El pez mantequilla, conocido también como escolar o escolar negro, es un pescado apreciado por su carne blanca y delicada. Sin embargo, su consumo puede presentar riesgos significativos para la salud digestiva debido a sus altos niveles de ésteres cerosos, compuestos que pueden provocar síntomas gastrointestinales desagradables.
La presencia de estos compuestos, llamados gempilotoxinas, puede causar una serie de efectos adversos que varían desde vómitos y calambres abdominales hasta diarrea oleosa y deshidratación. Estos síntomas pueden manifestarse entre 2 y 90 horas después de la ingesta y durar hasta dos días. Aunque no todos los consumidores experimentan estos efectos, la falta de regulación clara en algunos mercados y la confusión con el etiquetado pueden llevar a un consumo inadvertido.
Para garantizar la seguridad al consumir este pescado, es crucial seguir ciertas precauciones. Las autoridades sanitarias recomiendan evitar preparaciones crudas como sushi o sashimi, retirar la piel y la grasa visible antes de cocinar, y optar por proveedores confiables que cumplan con las normas de seguridad alimentaria. Además, se sugiere limitar la porción consumida y desechar el caldo de cocción para reducir la exposición a las gempilotoxinas. Es especialmente importante evitar este pescado si perteneces a grupos sensibles, como mujeres embarazadas, niños pequeños o personas con enfermedades digestivas.

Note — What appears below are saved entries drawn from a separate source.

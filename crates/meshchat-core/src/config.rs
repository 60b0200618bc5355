//! Mesh configuration
//!
//! Configuration is constructed explicitly at the process entry point and
//! passed down to the connection and service; there is no ambient global.

use std::time::Duration;

use serde::{Deserialize, Serialize};

// ----------------------------------------------------------------------------
// Mesh Configuration
// ----------------------------------------------------------------------------

/// Configuration for a peer connection and the network service above it
#[derive(Debug, Clone, Serialize, Deserialize)]
#[serde(default)]
pub struct MeshConfig {
    /// Short service name shared by every peer of the same mesh
    pub service_name: String,

    /// Local peer name; a random identity is generated when unset
    pub display_name: Option<String>,

    /// How long an outstanding peer invitation may wait before it lapses
    pub invite_timeout_secs: u64,
}

impl MeshConfig {
    /// Invitation timeout as a [`Duration`]
    pub fn invite_timeout(&self) -> Duration {
        Duration::from_secs(self.invite_timeout_secs)
    }
}

impl Default for MeshConfig {
    fn default() -> Self {
        Self {
            service_name: "meshchat".to_string(),
            display_name: None,
            invite_timeout_secs: 30,
        }
    }
}

// ----------------------------------------------------------------------------
// Tests
// ----------------------------------------------------------------------------

#[cfg(test)]
mod tests {
    use super::*;

    #[test]
    fn test_defaults() {
        let config = MeshConfig::default();
        assert_eq!(config.service_name, "meshchat");
        assert_eq!(config.invite_timeout(), Duration::from_secs(30));
        assert!(config.display_name.is_none());
    }
}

Es fundamental recordar que, aunque el pez mantequilla puede ofrecer beneficios nutricionales, su consumo debe ser ocasional y con extrema precaución. Si decides incluirlo en tu dieta, asegúrate de seguir las recomendaciones de seguridad y limitar la cantidad. Existen otras opciones saludables, como salmón, atún y bacalao, que puedes disfrutar sin preocuparte por estos riesgos. La prudencia y el cuidado son clave para proteger nuestra salud y bienestar.